• Après les fêtes de Noël, depuis trois ans, mon garçon a pris pour habitude de rendre visite à SeN et ses parents, c'est son rituel et je le respecte. Son histoire avec eux lui et leur appartient, elle est différente de la mienne, je comprends qu'il puisse avoir le besoin de les revoir et c'est un cadeau que je lui fais en me chargeant de l'organiser. Plusieurs jours auparavant, j'avais donc appelé pour savoir s'ils étaient d'accord précisant que l'heure d'arrivée varierait en raison des autres impératifs du jour. Si mon interlocuteur fut surpris de la demande, il l’accepta et j'arrangeai le déplacement au mieux: ramener ma mère avant d'y aller, déposer le fiston et faire mon tour de visites. Si mes voisins d'autrefois étaient absents, j'avais d'autres personnes à voir et je convins avec fiston de lui laisser jusqu'en début de soirée en compagnie de ses hôtes.

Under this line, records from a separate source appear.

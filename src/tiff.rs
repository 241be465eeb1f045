//! TIFF stack and plane-sequence I/O.
//!
//! A volume can be written as one multi-page TIFF ([`write_tiff`]) or as a
//! sequence of single-plane files ([`write_tiff_sequence`]), one per slice
//! along axis 0. Sequence file names follow
//! `{prefix}_{zero_padded_index}{suffix}{extension}`, padded wide enough
//! that lexicographic and numeric ordering coincide.

use std::ffi::OsString;
use std::fs::{self, File};
use std::io::{self, BufReader, Read, Seek};
use std::path::{Path, PathBuf};

use ndarray::{Array2, Array3, ArrayBase, Axis, Data, Ix3};
use num_traits::AsPrimitive;
use tiff::decoder::Decoder;
use tiff::encoder::TiffEncoder;

use crate::element::{DataElement, TiffElement};
use crate::error::{Result, VolumeError};
use crate::util::plane_pad_width;

/// How pixel values map to color.
#[derive(Debug, Clone, Copy, PartialEq, Eq)]
pub enum Photometric {
    /// Grayscale, with zero as black.
    MiniSBlack,
    /// Color planes holding interleaved RGB samples along the X axis.
    Rgb,
}

impl Default for Photometric {
    fn default() -> Photometric {
        Photometric::MiniSBlack
    }
}

/// Options for [`write_tiff`].
#[derive(Debug, Clone, Default)]
pub struct TiffOptions {
    /// Color space of the samples, grayscale by default.
    pub photometric: Photometric,
}

impl TiffOptions {
    /// Options with the default grayscale interpretation.
    pub fn new() -> TiffOptions {
        TiffOptions::default()
    }

    /// Use the given photometric interpretation.
    pub fn photometric(mut self, photometric: Photometric) -> TiffOptions {
        self.photometric = photometric;
        self
    }
}

/// File-name options for [`write_tiff_sequence`].
#[derive(Debug, Clone)]
pub struct SequenceOptions {
    /// Text between the zero-padded index and the extension, empty by default.
    pub suffix: String,
    /// File extension for each plane, `.tif` by default.
    pub extension: String,
}

impl Default for SequenceOptions {
    fn default() -> SequenceOptions {
        SequenceOptions {
            suffix: String::new(),
            extension: ".tif".to_string(),
        }
    }
}

impl SequenceOptions {
    /// Options with an empty suffix and the `.tif` extension.
    pub fn new() -> SequenceOptions {
        SequenceOptions::default()
    }

    /// Insert the given text between the index and the extension.
    pub fn suffix<S: Into<String>>(mut self, suffix: S) -> SequenceOptions {
        self.suffix = suffix.into();
        self
    }

    /// Use the given file extension for each plane.
    pub fn extension<S: Into<String>>(mut self, extension: S) -> SequenceOptions {
        self.extension = extension.into();
        self
    }
}

/// Write the whole volume to `path` as one multi-page TIFF.
pub fn write_tiff<P, S, A>(path: P, volume: &ArrayBase<S, Ix3>, options: &TiffOptions) -> Result<()>
where
    P: AsRef<Path>,
    S: Data<Elem = A>,
    A: TiffElement,
    u8: AsPrimitive<A>,
    i8: AsPrimitive<A>,
    u16: AsPrimitive<A>,
    i16: AsPrimitive<A>,
    u32: AsPrimitive<A>,
    i32: AsPrimitive<A>,
    u64: AsPrimitive<A>,
    i64: AsPrimitive<A>,
    f32: AsPrimitive<A>,
    f64: AsPrimitive<A>,
{
    let (_, height, row) = volume.dim();
    let (width, height) = plane_dimensions(row, height, options.photometric)?;
    let file = File::create(path.as_ref())?;
    let mut encoder = TiffEncoder::new(file)?;
    for plane in volume.axis_iter(Axis(0)) {
        let plane = plane.as_standard_layout();
        A::write_plane(
            &mut encoder,
            width,
            height,
            options.photometric,
            plane.as_slice().unwrap(),
        )?;
    }
    Ok(())
}

fn plane_dimensions(row: usize, height: usize, photometric: Photometric) -> Result<(u32, u32)> {
    let width = match photometric {
        Photometric::MiniSBlack => row,
        Photometric::Rgb => {
            if row % 3 != 0 {
                return Err(VolumeError::InvalidFormat(format!(
                    "RGB planes need an X extent divisible by 3, got {}",
                    row
                )));
            }
            row / 3
        }
    };
    Ok((width as u32, height as u32))
}

/// Write the volume as a sequence of single-plane grayscale TIFF files.
///
/// Each plane `i` lands at `{path_prefix}_{i}{suffix}{extension}` with the
/// index zero-padded to `round(Z/10) + 1` digits. Planes are written
/// sequentially in ascending index order; if one write fails, the earlier
/// planes remain on disk and the error propagates.
pub fn write_tiff_sequence<P, S, A>(
    path_prefix: P,
    volume: &ArrayBase<S, Ix3>,
    options: &SequenceOptions,
) -> Result<()>
where
    P: AsRef<Path>,
    S: Data<Elem = A>,
    A: TiffElement,
    u8: AsPrimitive<A>,
    i8: AsPrimitive<A>,
    u16: AsPrimitive<A>,
    i16: AsPrimitive<A>,
    u32: AsPrimitive<A>,
    i32: AsPrimitive<A>,
    u64: AsPrimitive<A>,
    i64: AsPrimitive<A>,
    f32: AsPrimitive<A>,
    f64: AsPrimitive<A>,
{
    let prefix = path_prefix.as_ref();
    let pad = plane_pad_width(volume.len_of(Axis(0)));
    for (i, plane) in volume.axis_iter(Axis(0)).enumerate() {
        let (height, width) = plane.dim();
        let file = File::create(plane_path(prefix, i, pad, options))?;
        let mut encoder = TiffEncoder::new(file)?;
        let plane = plane.as_standard_layout();
        A::write_plane(
            &mut encoder,
            width as u32,
            height as u32,
            Photometric::MiniSBlack,
            plane.as_slice().unwrap(),
        )?;
    }
    Ok(())
}

fn plane_path(prefix: &Path, index: usize, pad: usize, options: &SequenceOptions) -> PathBuf {
    let mut name = prefix.file_name().map(OsString::from).unwrap_or_default();
    name.push(format!(
        "_{:0pad$}{}{}",
        index,
        options.suffix,
        options.extension,
        pad = pad
    ));
    prefix.with_file_name(name)
}

/// Read a multi-page TIFF into a `(Z, Y, X)` stack.
///
/// All pages must agree in dimensions. RGB pages come back as interleaved
/// samples along the X axis, mirroring how [`write_tiff`] lays them out.
pub fn read_tiff<P, A>(path: P) -> Result<Array3<A>>
where
    P: AsRef<Path>,
    A: DataElement,
    u8: AsPrimitive<A>,
    i8: AsPrimitive<A>,
    u16: AsPrimitive<A>,
    i16: AsPrimitive<A>,
    u32: AsPrimitive<A>,
    i32: AsPrimitive<A>,
    u64: AsPrimitive<A>,
    i64: AsPrimitive<A>,
    f32: AsPrimitive<A>,
    f64: AsPrimitive<A>,
{
    let file = File::open(path.as_ref())?;
    let mut decoder = Decoder::new(BufReader::new(file))?;
    let mut planes = Vec::new();
    loop {
        planes.push(decode_plane(&mut decoder)?);
        if !decoder.more_images() {
            break;
        }
        decoder.next_image()?;
    }
    stack_planes(planes)
}

/// Read the first page of a TIFF file as a single plane.
pub fn read_tiff_plane<P, A>(path: P) -> Result<Array2<A>>
where
    P: AsRef<Path>,
    A: DataElement,
    u8: AsPrimitive<A>,
    i8: AsPrimitive<A>,
    u16: AsPrimitive<A>,
    i16: AsPrimitive<A>,
    u32: AsPrimitive<A>,
    i32: AsPrimitive<A>,
    u64: AsPrimitive<A>,
    i64: AsPrimitive<A>,
    f32: AsPrimitive<A>,
    f64: AsPrimitive<A>,
{
    let file = File::open(path.as_ref())?;
    let mut decoder = Decoder::new(BufReader::new(file))?;
    decode_plane(&mut decoder)
}

/// Read a directory of single-plane TIFF files, in lexicographic file-name
/// order, into a `(Z, Y, X)` stack.
pub fn read_tiff_sequence<P, A>(dir: P) -> Result<Array3<A>>
where
    P: AsRef<Path>,
    A: DataElement,
    u8: AsPrimitive<A>,
    i8: AsPrimitive<A>,
    u16: AsPrimitive<A>,
    i16: AsPrimitive<A>,
    u32: AsPrimitive<A>,
    i32: AsPrimitive<A>,
    u64: AsPrimitive<A>,
    i64: AsPrimitive<A>,
    f32: AsPrimitive<A>,
    f64: AsPrimitive<A>,
{
    let mut paths: Vec<PathBuf> = fs::read_dir(dir.as_ref())?
        .map(|entry| entry.map(|e| e.path()))
        .collect::<io::Result<_>>()?;
    paths.sort();
    let mut planes = Vec::with_capacity(paths.len());
    for path in &paths {
        planes.push(read_tiff_plane(path)?);
    }
    stack_planes(planes)
}

fn decode_plane<R, A>(decoder: &mut Decoder<R>) -> Result<Array2<A>>
where
    R: Read + Seek,
    A: DataElement,
    u8: AsPrimitive<A>,
    i8: AsPrimitive<A>,
    u16: AsPrimitive<A>,
    i16: AsPrimitive<A>,
    u32: AsPrimitive<A>,
    i32: AsPrimitive<A>,
    u64: AsPrimitive<A>,
    i64: AsPrimitive<A>,
    f32: AsPrimitive<A>,
    f64: AsPrimitive<A>,
{
    let (width, height) = decoder.dimensions()?;
    let values = A::from_decoded(decoder.read_image()?);
    let height = height as usize;
    // Works out to the plain width for grayscale pages and three times the
    // width for interleaved RGB pages.
    let row = if height == 0 { 0 } else { values.len() / height };
    if row * height != values.len() {
        return Err(VolumeError::InvalidFormat(format!(
            "page of {} samples does not divide into {} rows ({} x {} image)",
            values.len(),
            height,
            width,
            height
        )));
    }
    Array2::from_shape_vec((height, row), values)
        .map_err(|e| VolumeError::InvalidFormat(e.to_string()))
}

pub(crate) fn stack_planes<A>(planes: Vec<Array2<A>>) -> Result<Array3<A>>
where
    A: DataElement,
    u8: AsPrimitive<A>,
    i8: AsPrimitive<A>,
    u16: AsPrimitive<A>,
    i16: AsPrimitive<A>,
    u32: AsPrimitive<A>,
    i32: AsPrimitive<A>,
    u64: AsPrimitive<A>,
    i64: AsPrimitive<A>,
    f32: AsPrimitive<A>,
    f64: AsPrimitive<A>,
{
    let dim = planes.first().map(|p| p.dim()).unwrap_or((0, 0));
    let (height, width) = dim;
    let mut values = Vec::with_capacity(planes.len() * height * width);
    for plane in &planes {
        if plane.dim() != dim {
            return Err(VolumeError::InvalidFormat(format!(
                "plane dimensions differ within the stack: {:?} vs {:?}",
                plane.dim(),
                dim
            )));
        }
        values.extend_from_slice(plane.as_slice().unwrap());
    }
    Array3::from_shape_vec((planes.len(), height, width), values)
        .map_err(|e| VolumeError::InvalidFormat(e.to_string()))
}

    D'abord, je ramenai ma mère. La montée des cinq étages lui fut particulièrement pénible, l'arrivée au milieu des dégâts occasionnés par les animaux laissés seuls deux jours d'autant plus qu'elle était mal en point; fiston et moi fûmes choqués de ce capharnaüm et de ces saletés. Nous fîmes ce que nous pûmes dans l'urgence, l'un sortant le chien, l'autre ramassant et rangeant de ci de là. Le temps manquait et ma mère nous pria de partir assurant qu'elle prendrait le temps de faire ce qu'il y avait à faire à son rythme, tranquillement. Je n'étais pas rassurée, nous étions cependant engagés par ailleurs et l'après- midi était déjà largement engagée, je la laissai à contre cœur.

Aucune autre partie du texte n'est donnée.